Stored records
--- --- ---

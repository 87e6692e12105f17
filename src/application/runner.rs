use tokio_util::sync::CancellationToken;

use crate::domain::jobs::{JobResult, SequenceJob};
use crate::ports::host::HostIntegration;
use crate::ports::transcoder::Transcoder;

/// Drive the external transcoder for one planned job.
///
/// The tool's own stderr is preserved verbatim in failures so the operator
/// sees the actual diagnostic, not a paraphrase. Cancelling the token drops
/// the in-flight invocation (the process adapter kills the child) and
/// reports failure instead of leaving a half-written sequence unreported.
pub async fn run(
    job: &SequenceJob,
    create_reference_plane: bool,
    transcoder: &impl Transcoder,
    host: &impl HostIntegration,
    cancel: &CancellationToken,
) -> JobResult {
    let template = job.output_template();
    tracing::info!(
        input = %job.input_path.display(),
        template = %template.display(),
        frames = job.expected_frames(),
        "starting extraction"
    );

    let extraction = transcoder.extract_frames(
        &job.input_path,
        job.trim.start().total_seconds(),
        job.duration_secs(),
        job.frame_rate,
        &template,
    );

    let launched = tokio::select! {
        _ = cancel.cancelled() => {
            tracing::warn!("extraction cancelled");
            return JobResult::Failure("extraction cancelled".to_string());
        }
        output = extraction => output,
    };

    let output = match launched {
        Ok(output) => output,
        Err(e) => {
            return JobResult::Failure(format!("could not launch frame extraction: {}", e));
        }
    };

    if !output.status.success() {
        return JobResult::Failure(String::from_utf8_lossy(&output.stderr).to_string());
    }

    tracing::info!("extraction finished");

    if create_reference_plane {
        let first_frame = job.first_frame_path();
        if let Err(e) = host.create_reference_plane(&first_frame).await {
            // Best effort; the sequence itself is done.
            tracing::warn!("reference plane creation failed: {}", e);
        }
    }

    JobResult::Success
}

#[cfg(test)]
mod tests {
    use super::*;
    use std::error::Error;
    use std::io;
    use std::os::unix::process::ExitStatusExt;
    use std::path::{Path, PathBuf};
    use std::process::{ExitStatus, Output};

    use crate::domain::jobs::TrimWindow;
    use crate::domain::timecode::Timecode;
    use crate::ports::host::MockHostIntegration;
    use crate::ports::transcoder::MockTranscoder;

    fn mock_output(stdout: &str, stderr: &str, success: bool) -> Output {
        Output {
            status: if success {
                ExitStatus::from_raw(0)
            } else {
                ExitStatus::from_raw(1)
            },
            stdout: stdout.as_bytes().to_vec(),
            stderr: stderr.as_bytes().to_vec(),
        }
    }

    fn test_job() -> SequenceJob {
        let start = Timecode::parse("00:00:10").unwrap();
        let end = Timecode::parse("00:00:15").unwrap();
        SequenceJob {
            input_path: PathBuf::from("/media/v.mp4"),
            output_directory: PathBuf::from("/out"),
            output_basename: "seq".to_string(),
            output_extension: ".png".to_string(),
            frame_rate: 24,
            trim: TrimWindow::new(start, end).unwrap(),
        }
    }

    #[tokio::test]
    async fn passes_the_planned_parameters_to_the_transcoder() {
        let mut transcoder = MockTranscoder::new();
        transcoder
            .expect_extract_frames()
            .withf(|input, seek, duration, frame_rate, template| {
                input == Path::new("/media/v.mp4")
                    && *seek == 10.0
                    && *duration == 5.0
                    && *frame_rate == 24
                    && template == Path::new("/out/seq_%03d.png")
            })
            .times(1)
            .returning(|_, _, _, _, _| {
                let output = mock_output("", "", true);
                Box::pin(async move { Ok(output) })
            });
        let host = MockHostIntegration::new();

        let result = run(
            &test_job(),
            false,
            &transcoder,
            &host,
            &CancellationToken::new(),
        )
        .await;
        assert_eq!(result, JobResult::Success);
    }

    #[tokio::test]
    async fn nonzero_exit_carries_stderr_verbatim() {
        let mut transcoder = MockTranscoder::new();
        transcoder
            .expect_extract_frames()
            .times(1)
            .returning(|_, _, _, _, _| {
                let output = mock_output("", "ffmpeg: moov atom not found", false);
                Box::pin(async move { Ok(output) })
            });
        let host = MockHostIntegration::new();

        let result = run(
            &test_job(),
            false,
            &transcoder,
            &host,
            &CancellationToken::new(),
        )
        .await;
        assert_eq!(
            result,
            JobResult::Failure("ffmpeg: moov atom not found".to_string())
        );
    }

    #[tokio::test]
    async fn launch_failure_names_the_problem() {
        let mut transcoder = MockTranscoder::new();
        transcoder
            .expect_extract_frames()
            .times(1)
            .returning(|_, _, _, _, _| {
                Box::pin(async {
                    Err(io::Error::new(io::ErrorKind::NotFound, "ffmpeg not found"))
                })
            });
        let host = MockHostIntegration::new();

        let result = run(
            &test_job(),
            false,
            &transcoder,
            &host,
            &CancellationToken::new(),
        )
        .await;
        match result {
            JobResult::Failure(diagnostic) => assert!(diagnostic.contains("ffmpeg not found")),
            other => panic!("expected failure, got {:?}", other),
        }
    }

    #[tokio::test]
    async fn hands_the_first_frame_to_the_host_when_asked() {
        let mut transcoder = MockTranscoder::new();
        transcoder
            .expect_extract_frames()
            .times(1)
            .returning(|_, _, _, _, _| {
                let output = mock_output("", "", true);
                Box::pin(async move { Ok(output) })
            });
        let mut host = MockHostIntegration::new();
        host.expect_create_reference_plane()
            .withf(|first_frame| first_frame == Path::new("/out/seq_001.png"))
            .times(1)
            .returning(|_| Box::pin(async { Ok(()) }));

        let result = run(
            &test_job(),
            true,
            &transcoder,
            &host,
            &CancellationToken::new(),
        )
        .await;
        assert_eq!(result, JobResult::Success);
    }

    #[tokio::test]
    async fn host_failure_does_not_taint_the_result() {
        let mut transcoder = MockTranscoder::new();
        transcoder
            .expect_extract_frames()
            .times(1)
            .returning(|_, _, _, _, _| {
                let output = mock_output("", "", true);
                Box::pin(async move { Ok(output) })
            });
        let mut host = MockHostIntegration::new();
        host.expect_create_reference_plane()
            .times(1)
            .returning(|_| {
                Box::pin(async {
                    let err: Box<dyn Error + Send + Sync> = "host rejected the plane".into();
                    Err(err)
                })
            });

        let result = run(
            &test_job(),
            true,
            &transcoder,
            &host,
            &CancellationToken::new(),
        )
        .await;
        assert_eq!(result, JobResult::Success);
    }

    #[tokio::test]
    async fn skips_the_host_when_the_flag_is_off() {
        let mut transcoder = MockTranscoder::new();
        transcoder
            .expect_extract_frames()
            .times(1)
            .returning(|_, _, _, _, _| {
                let output = mock_output("", "", true);
                Box::pin(async move { Ok(output) })
            });
        let mut host = MockHostIntegration::new();
        host.expect_create_reference_plane().times(0);

        let result = run(
            &test_job(),
            false,
            &transcoder,
            &host,
            &CancellationToken::new(),
        )
        .await;
        assert_eq!(result, JobResult::Success);
    }

    #[tokio::test]
    async fn cancellation_reports_failure() {
        let mut transcoder = MockTranscoder::new();
        transcoder
            .expect_extract_frames()
            .returning(|_, _, _, _, _| Box::pin(std::future::pending::<io::Result<Output>>()));
        let host = MockHostIntegration::new();

        let cancel = CancellationToken::new();
        cancel.cancel();

        let result = run(&test_job(), false, &transcoder, &host, &cancel).await;
        assert_eq!(result, JobResult::Failure("extraction cancelled".to_string()));
    }
}
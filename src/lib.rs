//! frameseq - Trim-and-Export Engine
//!
//! Turns a trim window of a video file into a numbered still-image sequence
//! by driving external transcoding processes. The presentation shell (a
//! dialog, a CLI, a host-application panel) stays outside; it talks to the
//! engine through field validation, the readiness gate, the duration probe,
//! and job submission.
//!
//! Hexagonal Architecture:
//! - domain/: Pure values (timecodes, trim windows, jobs, form snapshots)
//! - ports/: Trait definitions for the external collaborators
//! - adapters/: Concrete ffmpeg/ffprobe process adapters
//! - application/: Planner, extraction runner, probe, service facade
//! - config: Environment configuration

pub mod adapters;
pub mod application;
pub mod config;
pub mod domain;
pub mod ports;

// Re-exports for convenience
pub use application::planner::{plan, PlanError, ALLOWED_EXTENSIONS};
pub use application::probe::{probe_duration, ProbeError};
pub use application::sequencer::SequencerService;
pub use config::EngineConfig;
pub use domain::form::{is_ready, validate_field, FormField, FormSnapshot, ValidState};
pub use domain::jobs::{JobResult, SequenceJob, TrimWindow};
pub use domain::timecode::{ParseError, Timecode};
use std::io;
use std::path::Path;
use std::process::Output;

use async_trait::async_trait;
use tokio::process::Command;

use crate::ports::prober::MediaProber;

/// Shells out to ffprobe for container metadata in JSON form.
#[derive(Clone)]
pub struct FfprobeProber {
    bin: String,
}

impl FfprobeProber {
    pub fn new(bin: impl Into<String>) -> Self {
        Self { bin: bin.into() }
    }
}

#[async_trait]
impl MediaProber for FfprobeProber {
    async fn media_info(&self, input: &Path) -> io::Result<Output> {
        Command::new(&self.bin)
            .arg("-v")
            .arg("error")
            .arg("-show_format")
            .arg("-print_format")
            .arg("json")
            .arg(input)
            .kill_on_drop(true)
            .output()
            .await
    }
}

--- --- ---

** Exercise goal **
The answer should be nothing but the number of lines in this data that include "found".

** Result for this exercise **
4